Select all lines holding the word "Design" from the entries that follow.
___ SUPPLIED DATA ___
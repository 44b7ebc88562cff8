//! Error types for `ods-core`.

use thiserror::Error;

#[derive(Debug, Error)]
pub enum Error {
  #[error("unknown object type: {0:?}")]
  UnknownObjectKind(String),

  #[error("validation failed: {0}")]
  Validation(#[from] validator::ValidationErrors),

  #[error("serialization error: {0}")]
  Serialization(#[from] serde_json::Error),
}

pub type Result<T, E = Error> = std::result::Result<T, E>;
//! Object Design System server binary.
//!
//! Reads `config.toml` (or the path given with `--config`) layered under
//! `ODS__*` environment variables, opens the configured entity store and
//! serves the JSON API under `/api`.

use std::{
  path::{Path, PathBuf},
  sync::Arc,
};

use anyhow::Context as _;
use clap::Parser;
use ods_ai::{ChatModel, OpenAiClient};
use ods_api::AppState;
use ods_core::{dataset::Dataset, store::EntityStore};
use ods_server::{ServerConfig, StoreConfig};
use ods_store_mem::MemStore;
use ods_store_sqlite::SqliteStore;
use tokio::net::TcpListener;
use tracing::level_filters::LevelFilter;
use tracing_subscriber::EnvFilter;

#[derive(Parser)]
#[command(author, version, about = "Object Design System server")]
struct Cli {
  /// Path to the TOML configuration file.
  #[arg(short, long, default_value = "config.toml")]
  config: PathBuf,
}

#[tokio::main]
async fn main() -> anyhow::Result<()> {
  tracing_subscriber::fmt()
    .with_env_filter(
      EnvFilter::builder()
        .with_default_directive(LevelFilter::INFO.into())
        .from_env_lossy(),
    )
    .init();

  let cli = Cli::parse();

  let settings = config::Config::builder()
    .add_source(config::File::from(cli.config).required(false))
    .add_source(
      config::Environment::with_prefix("ODS")
        .separator("__")
        .try_parsing(true)
        .list_separator(",")
        .with_list_parse_key("cors_origins"),
    )
    .build()
    .context("failed to read config file")?;

  let server_cfg: ServerConfig = settings
    .try_deserialize()
    .context("failed to deserialise ServerConfig")?;

  let model: Option<Arc<dyn ChatModel>> =
    match server_cfg.openai(std::env::var("OPENAI_API_KEY").ok()) {
      Some(openai) => {
        tracing::info!(model = %openai.model, "AI features enabled");
        let client: Arc<dyn ChatModel> =
          Arc::new(OpenAiClient::new(openai).context("failed to build LLM client")?);
        Some(client)
      }
      None => {
        tracing::warn!("no OpenAI API key configured; search and chat are disabled");
        None
      }
    };

  match &server_cfg.store {
    StoreConfig::Memory => {
      let store = if server_cfg.seed_sample_data {
        MemStore::with_dataset(Dataset::sample())
      } else {
        MemStore::new()
      };
      tracing::info!("using in-memory store");
      serve(store, model, &server_cfg).await
    }
    StoreConfig::Sqlite { path } => {
      let path = expand_tilde(path);
      let store = SqliteStore::open(&path)
        .await
        .with_context(|| format!("failed to open store at {path:?}"))?;
      if server_cfg.seed_sample_data {
        store
          .seed_if_empty(Dataset::sample())
          .await
          .context("failed to seed sample data")?;
      }
      tracing::info!("using SQLite store at {}", path.display());
      serve(store, model, &server_cfg).await
    }
  }
}

async fn serve<S>(
  store: S,
  model: Option<Arc<dyn ChatModel>>,
  server_cfg: &ServerConfig,
) -> anyhow::Result<()>
where
  S: EntityStore + 'static,
{
  let mut state = AppState::new(store);
  if let Some(model) = model {
    state = state.with_model(model);
  }

  let app = ods_server::app(state, &server_cfg.cors_origins);
  let address = format!("{}:{}", server_cfg.host, server_cfg.port);

  tracing::info!("Listening on http://{address}");
  let listener = TcpListener::bind(&address)
    .await
    .with_context(|| format!("failed to bind {address}"))?;

  axum::serve(listener, app).await.context("server error")?;

  Ok(())
}

/// Expand a leading `~` to the user's home directory.
fn expand_tilde(path: &Path) -> PathBuf {
  let s = path.to_string_lossy();
  if let Some(rest) = s.strip_prefix("~/")
    && let Ok(home) = std::env::var("HOME")
  {
    return PathBuf::from(home).join(rest);
  }
  path.to_path_buf()
}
___
→ **RESPONSE TO THIS TASK**:
//! Object Design System server binary.
#[command(author, version, about = "Object Design System server")]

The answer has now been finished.